Manga Mondays Meme
I've been doing Manga Mondays every week since I started my blog 4 years ago. It started out as a personal feature, but I decided to turn it into a meme last year. There are quite a few people who do Manga Mondays. I don't claim by any means that I owned or created the idea of Manga Mondays - it's an obvious choice given the alliteration. I think a meme is a great way for everyone to publicize their own Manga Mondays and get a little more publicity.

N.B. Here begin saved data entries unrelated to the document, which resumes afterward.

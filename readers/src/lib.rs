//! # Configuration Readers
//!
//! Turns text payloads into plain [`ConfigMap`] snapshots.
//!
//! This crate provides:
//! - The [`Reader`] trait every format implements
//! - INI, JSON, YAML and TOML readers
//! - [`ReaderRegistry`], an injectable name → reader table used by the file
//!   and URL sources to pick a reader from an extension or content type

pub mod formats;
pub mod registry;

pub use formats::{IniReader, JsonReader, TomlReader, YamlReader};
pub use registry::ReaderRegistry;

use errors::ConfigError;
use std::fmt;
use strata_core::ConfigMap;

/// Parses a UTF-8 text payload into a nested mapping.
pub trait Reader: Send + Sync {
    /// Short format name used in error messages (`json`, `yaml`, ...).
    fn format(&self) -> &'static str;

    fn read(&self, text: &str) -> Result<ConfigMap, ConfigError>;
}

impl fmt::Debug for dyn Reader {
    fn fmt(&self, f: &mut fmt::Formatter<'_>) -> fmt::Result {
        f.debug_struct("Reader").field("format", &self.format()).finish()
    }
}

The linky will be below my review.
Mushroom Pup vol. 1 by Aoboshi Kimama
A depressed author. A concerned editor. An eccentric mushroom researcher. And a strange pink mushroom... that turns into a dog?! Put this all together and you get Mushroom Pup. Mushroom Pup tells a heart-warming tale of the power of friendship, a dog's love, and the dangers of dwelling on regrets. With the help of his friends and the mysterious Mushroom Pup, Hotaru Yuyami, a grieving picture book author, slowly begins to move forward after the tragic loss of his beloved dog, Hanako. Full of laughs and warm moments, Mushroom Pup is sure to find a place in your heart. (courtesy of Goodreads)
If you're looking for a quick manga read, Mushroom Pup fits the bill. It's a gentle read, great on a day that you just want something to cheer up.
One thing I like about this volume is that it can appeal to many different ages. Not sure about future volumes, but I could see this appealing to tweens and above. You have the cuteness of a mushroom-turned-dog's antics, but also the portrayal of the main character's debilitating depression, which was spurred by the death of his beloved dog. Any dog lover can sympathize not only with mourning over the death of a beloved pet as well as the comfort a dog can give you during difficult times.
I was a little put off by the silliness of the concept at first. A mushroom turning in to a dog? And since other people can see it, apparently it is not just an illusion. But such skepticism is somewhat unfair given the ridiculousness of most manga series. The spirit of this touching tale is greater than the silliness of its premise.